The second case that could affect FERC — SEC v Jarkesy — is a challenge to the Securities and Exchange Commission’s use of administrative law judges. FERC has 11 ALJs who help resolve contested cases at the direction of the agency, among other duties.
For FERC, it appears a decision in the case will likely mainly affect how it handles natural gas enforcement cases.
The Fifth Circuit Court of Appeals in 2022 overturned an SEC enforcement action against hedge fund manager George Jarkesy, finding that the agency’s use of ALJs was unconstitutional, partly because he was deprived of a jury trial to consider the fraud charges against him.

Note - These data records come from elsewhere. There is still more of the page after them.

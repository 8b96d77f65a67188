//! Kernel registry.
//!
//! The registry records the metadata of every kernel so callers can list
//! and look up the analysis stages that are available.

use crate::domain::Domain;
use crate::error::{FlowError, Result};
use crate::kernel::KernelMetadata;
use crate::traits::AnalysisKernel;
use hashbrown::HashMap;
use std::sync::RwLock;
use tracing::debug;

/// Registry statistics.
#[derive(Debug, Clone, Default)]
pub struct RegistryStats {
    /// Total number of registered kernels.
    pub total: usize,
    /// Kernels by domain.
    pub by_domain: HashMap<Domain, usize>,
}

/// Central registry of kernel metadata.
#[derive(Debug, Default)]
pub struct KernelRegistry {
    kernels: RwLock<HashMap<String, KernelMetadata>>,
}

impl KernelRegistry {
    /// Create a new empty registry.
    #[must_use]
    pub fn new() -> Self {
        Self::default()
    }

    /// Register kernel metadata.
    pub fn register_metadata(&self, metadata: KernelMetadata) -> Result<()> {
        let mut kernels = self
            .kernels
            .write()
            .map_err(|_| FlowError::internal("kernel registry lock poisoned"))?;

        if kernels.contains_key(&metadata.id) {
            return Err(FlowError::KernelAlreadyRegistered(metadata.id));
        }

        debug!(kernel = %metadata.id, domain = %metadata.domain, "Registered kernel");
        kernels.insert(metadata.id.clone(), metadata);
        Ok(())
    }

    /// Register a kernel instance by its metadata.
    pub fn register<K: AnalysisKernel>(&self, kernel: &K) -> Result<()> {
        self.register_metadata(kernel.metadata().clone())
    }

    /// Look up a kernel by id.
    pub fn get(&self, id: &str) -> Result<KernelMetadata> {
        self.kernels
            .read()
            .map_err(|_| FlowError::internal("kernel registry lock poisoned"))?
            .get(id)
            .cloned()
            .ok_or_else(|| FlowError::not_found(id))
    }

    /// All registered kernels, sorted by domain then id.
    #[must_use]
    pub fn all(&self) -> Vec<KernelMetadata> {
        let mut all: Vec<KernelMetadata> = match self.kernels.read() {
            Ok(kernels) => kernels.values().cloned().collect(),
            Err(_) => Vec::new(),
        };
        all.sort_by(|a, b| a.domain.cmp(&b.domain).then_with(|| a.id.cmp(&b.id)));
        all
    }

    /// Kernels belonging to one domain, sorted by id.
    #[must_use]
    pub fn by_domain(&self, domain: Domain) -> Vec<KernelMetadata> {
        self.all()
            .into_iter()
            .filter(|m| m.domain == domain)
            .collect()
    }

    /// Total number of registered kernels.
    #[must_use]
    pub fn total_count(&self) -> usize {
        self.kernels.read().map(|k| k.len()).unwrap_or(0)
    }

    /// Registry statistics.
    #[must_use]
    pub fn stats(&self) -> RegistryStats {
        let mut stats = RegistryStats::default();
        for meta in self.all() {
            stats.total += 1;
            *stats.by_domain.entry(meta.domain).or_insert(0) += 1;
        }
        stats
    }
}

#[cfg(test)]
mod tests {
    use super::*;

    #[test]
    fn test_register_and_lookup() {
        let registry = KernelRegistry::new();
        registry
            .register_metadata(KernelMetadata::batch("detect/cycles", Domain::PatternDetection))
            .unwrap();
        registry
            .register_metadata(KernelMetadata::batch("scoring/suspicion", Domain::Scoring))
            .unwrap();

        assert_eq!(registry.total_count(), 2);
        assert_eq!(registry.get("detect/cycles").unwrap().domain, Domain::PatternDetection);
        assert!(matches!(
            registry.get("detect/unknown"),
            Err(FlowError::KernelNotFound(_))
        ));
    }

    #[test]
    fn test_duplicate_registration() {
        let registry = KernelRegistry::new();
        let meta = KernelMetadata::batch("detect/cycles", Domain::PatternDetection);
        registry.register_metadata(meta.clone()).unwrap();
        assert!(matches!(
            registry.register_metadata(meta),
            Err(FlowError::KernelAlreadyRegistered(_))
        ));
    }

    #[test]
    fn test_ordering_and_stats() {
        let registry = KernelRegistry::new();
        registry
            .register_metadata(KernelMetadata::batch("scoring/suspicion", Domain::Scoring))
            .unwrap();
        registry
            .register_metadata(KernelMetadata::batch("detect/shell", Domain::PatternDetection))
            .unwrap();
        registry
            .register_metadata(KernelMetadata::batch("detect/cycles", Domain::PatternDetection))
            .unwrap();

        let ids: Vec<String> = registry.all().into_iter().map(|m| m.id).collect();
        assert_eq!(ids, vec!["detect/cycles", "detect/shell", "scoring/suspicion"]);

        let stats = registry.stats();
        assert_eq!(stats.total, 3);
        assert_eq!(stats.by_domain.get(&Domain::PatternDetection), Some(&2));
        assert_eq!(registry.by_domain(Domain::Scoring).len(), 1);
    }
}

However, the court may not address the question of whether ALJs in general are constitutional, an issue that didn’t come up during oral argument, according to Scherman, who represents pipeline company Energy Transfer and TotalEnergies Gas & Power North America, companies facing FERC enforcement actions.
The companies filed amicus briefs urging the Supreme Court to affirm the appeals court’s decision. “FERC asserts broad authority to supplant federal courts as the forum to adjudicate penalty claims rooted in common-law fraud, and ultimately to impose crippling civil penalties,” Energy Transfer said in its brief.
During oral argument, the Supreme Court justices focused their questions on the Seventh Amendment’s jury trial right, according to Scherman.
“We're talking about where these cases can be litigated, not whether they can be litigated,” he said. “If the court decides that those cases will have to be litigated in federal court … then FERC will have to establish its jurisdiction in federal court, file a complaint and go from there.”
A decision in the case could affect market manipulation cases under the Natural Gas Act, according to Glick.
Under the NGA, enforcement cases can only be heard by ALJs while the Federal Power Act, which deals with electricity, gives subjects charged with market manipulation the option to go directly to federal court.